What is being asked
State how many lines in the following entries contain the word "timestamp". No other output.

[Stored items]
________

use axum::{body::Body, http::{Request, StatusCode}};
use chrono::Utc;
use serde_json::{json, Value};
use std::sync::atomic::Ordering;
use tower::util::ServiceExt;
use uuid::Uuid;
use ship_addon::build_router;
use ship_addon::chunks::ChunkStore;
use ship_addon::models::{AppVersion, ArtifactInfo, EventStatus, NewAppVersion, Platform};
use ship_addon::services::AppVersionService;
use ship_addon::task_status::log_path;
use ship_addon::test_support::{ios_app_info, TestHarness};
use ship_addon::worker::Job;

async fn post(h: &TestHarness, body: Value) -> (StatusCode, Value) {
    post_raw(h, body.to_string()).await
}

async fn post_raw(h: &TestHarness, body: String) -> (StatusCode, Value) {
    let req = Request::builder().method("POST").uri("/task-webhook").header("content-type", "application/json").body(Body::from(body)).unwrap();
    let res = build_router(h.state()).oneshot(req).await.unwrap();
    let status = res.status();
    let bytes = axum::body::to_bytes(res.into_body(), 1 << 20).await.unwrap();
    (status, serde_json::from_slice(&bytes).unwrap())
}

async fn seeded() -> (TestHarness, AppVersion) {
    let h = TestHarness::new();
    let app = h.store.add_app("ship-app");
    let new = NewAppVersion {
        app_id: app.id,
        platform: Platform::Ios,
        version: "1.0".into(),
        build_number: 42,
        build_slug: "build-1".into(),
        app_info: ios_app_info("1.0", &[1, 2]),
        provisioning_info: Default::default(),
        store_info: json!({}),
        artifact_info: ArtifactInfo::default(),
        last_update: Utc::now(),
    };
    let version = AppVersionService::create(&*h.store, &new).await.unwrap();
    h.store.add_task("task-1", version.id);
    (h, version)
}

fn status_hook(new_status: &str, exit_code: Option<i32>, chunks: Option<i64>) -> Value {
    json!({"type_id": "status", "timestamp": 1700000000, "task_id": "task-1",
           "data": {"new_status": new_status, "exit_code": exit_code, "generated_log_chunk_count": chunks, "finished_at": 1700000100}})
}

fn log_hook(position: i32, chunk: &str) -> Value {
    json!({"type_id": "log", "timestamp": 1700000000, "task_id": "task-1", "data": {"position": position, "chunk": chunk}})
}

async fn counter(h: &TestHarness, task_id: &str) -> Option<i64> {
    h.chunks.counter(task_id).await.unwrap()
}

fn store_log_jobs(h: &TestHarness) -> Vec<Job> {
    h.worker.jobs().into_iter().filter(|j| matches!(j, Job::StoreLog { .. })).collect()
}

#[tokio::test]
async fn started_then_finished_records_two_events_and_one_assembly_job() {
    let (h, version) = seeded().await;
    let (status, body) = post(&h, status_hook("started", None, None)).await;
    assert_eq!(status, StatusCode::OK, "{body}");
    assert_eq!(body["data"]["status"], "in_progress");
    assert_eq!(counter(&h, "task-1").await, Some(0));

    let (status, body) = post(&h, status_hook("finished", Some(0), Some(2))).await;
    assert_eq!(status, StatusCode::OK, "{body}");
    assert_eq!(body["data"]["status"], "success");

    let events = h.store.events();
    assert_eq!(events.iter().map(|e| e.status()).collect::<Vec<_>>(), vec![Some(EventStatus::InProgress), Some(EventStatus::Success)]);
    assert_eq!(events[0].text, "Publishing has started");
    assert_eq!(events[1].text, "Successfully published");

    let jobs = store_log_jobs(&h);
    assert_eq!(jobs.len(), 1);
    let Job::StoreLog { task_id, chunk_count, path, .. } = &jobs[0] else { unreachable!() };
    assert_eq!(task_id, "task-1");
    assert_eq!(*chunk_count, 2);
    assert_eq!(path, &log_path("ship-app", version.id, events[1].id));
}

#[tokio::test]
async fn unknown_status_is_rejected_without_event() {
    let (h, _) = seeded().await;
    let (status, body) = post(&h, status_hook("unknown", None, None)).await;
    assert_eq!(status, StatusCode::BAD_REQUEST);
    assert_eq!(body["code"], "invalid_status");
    assert!(h.store.events().is_empty());
}

#[tokio::test]
async fn unknown_type_and_malformed_data_are_client_errors() {
    let (h, _) = seeded().await;
    let (status, body) = post(&h, json!({"type_id": "metrics", "task_id": "task-1", "data": {}})).await;
    assert_eq!(status, StatusCode::BAD_REQUEST);
    assert_eq!(body["code"], "invalid_webhook_type");

    let (status, body) = post(&h, json!({"type_id": "log", "task_id": "task-1", "data": {"position": "first", "chunk": 1}})).await;
    assert_eq!(status, StatusCode::BAD_REQUEST);
    assert_eq!(body["code"], "bad_request");

    let (status, _) = post_raw(&h, "not json".into()).await;
    assert_eq!(status, StatusCode::BAD_REQUEST);
    assert!(h.worker.jobs().is_empty());
}

#[tokio::test]
async fn unknown_task_is_not_found() {
    let (h, _) = seeded().await;
    let mut hook = log_hook(1, "x");
    hook["task_id"] = json!("task-404");
    let (status, body) = post(&h, hook).await;
    assert_eq!(status, StatusCode::NOT_FOUND);
    assert_eq!(body["code"], "not_found");
}

#[tokio::test]
async fn out_of_order_chunks_are_stored_as_one_ordered_log() {
    let (h, version) = seeded().await;
    post(&h, status_hook("started", None, None)).await;
    for (pos, text) in [(3, "three\n"), (1, "one\n"), (2, "two\n")] {
        let (status, body) = post(&h, log_hook(pos, text)).await;
        assert_eq!(status, StatusCode::OK, "{body}");
        assert_eq!(body["data"]["kind"], "log");
    }
    assert_eq!(counter(&h, "task-1").await, Some(3));
    let (status, body) = post(&h, status_hook("finished", Some(0), Some(3))).await;
    assert_eq!(status, StatusCode::OK, "{body}");

    let event_id: Uuid = serde_json::from_value(body["data"]["event_id"].clone()).unwrap();
    let stored = h.storage.object(&log_path("ship-app", version.id, event_id)).expect("log stored");
    assert_eq!(stored.body, b"one\ntwo\nthree\n");
}

#[tokio::test]
async fn finished_before_chunks_arrive_leaves_log_unwritten() {
    let (h, version) = seeded().await;
    post(&h, status_hook("started", None, None)).await;
    post(&h, log_hook(1, "one\n")).await;
    let (status, body) = post(&h, status_hook("finished", Some(0), Some(2))).await;
    assert_eq!(status, StatusCode::OK);
    let event_id: Uuid = serde_json::from_value(body["data"]["event_id"].clone()).unwrap();
    assert!(h.storage.object(&log_path("ship-app", version.id, event_id)).is_none());
    assert_eq!(store_log_jobs(&h).len(), 1);
}

#[tokio::test]
async fn finished_without_started_is_tolerated() {
    let (h, _) = seeded().await;
    let (status, body) = post(&h, status_hook("finished", Some(1), Some(0))).await;
    assert_eq!(status, StatusCode::OK, "{body}");
    assert_eq!(body["data"]["status"], "failed");
    let events = h.store.events();
    assert_eq!(events.len(), 1);
    assert_eq!(events[0].text, "Failed to publish");
    assert_eq!(store_log_jobs(&h).len(), 1);
}

#[tokio::test]
async fn finished_without_exit_code_is_bad_request() {
    let (h, _) = seeded().await;
    let (status, body) = post(&h, status_hook("finished", None, Some(2))).await;
    assert_eq!(status, StatusCode::BAD_REQUEST);
    assert_eq!(body["code"], "bad_request");
    assert!(h.store.events().is_empty());
}

#[tokio::test]
async fn chunk_enqueue_failure_is_worker_error() {
    let (h, _) = seeded().await;
    h.worker.fail.store(true, Ordering::SeqCst);
    let (status, body) = post(&h, log_hook(1, "x")).await;
    assert_eq!(status, StatusCode::INTERNAL_SERVER_ERROR);
    assert_eq!(body["code"], "worker");
}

________

The completed task
2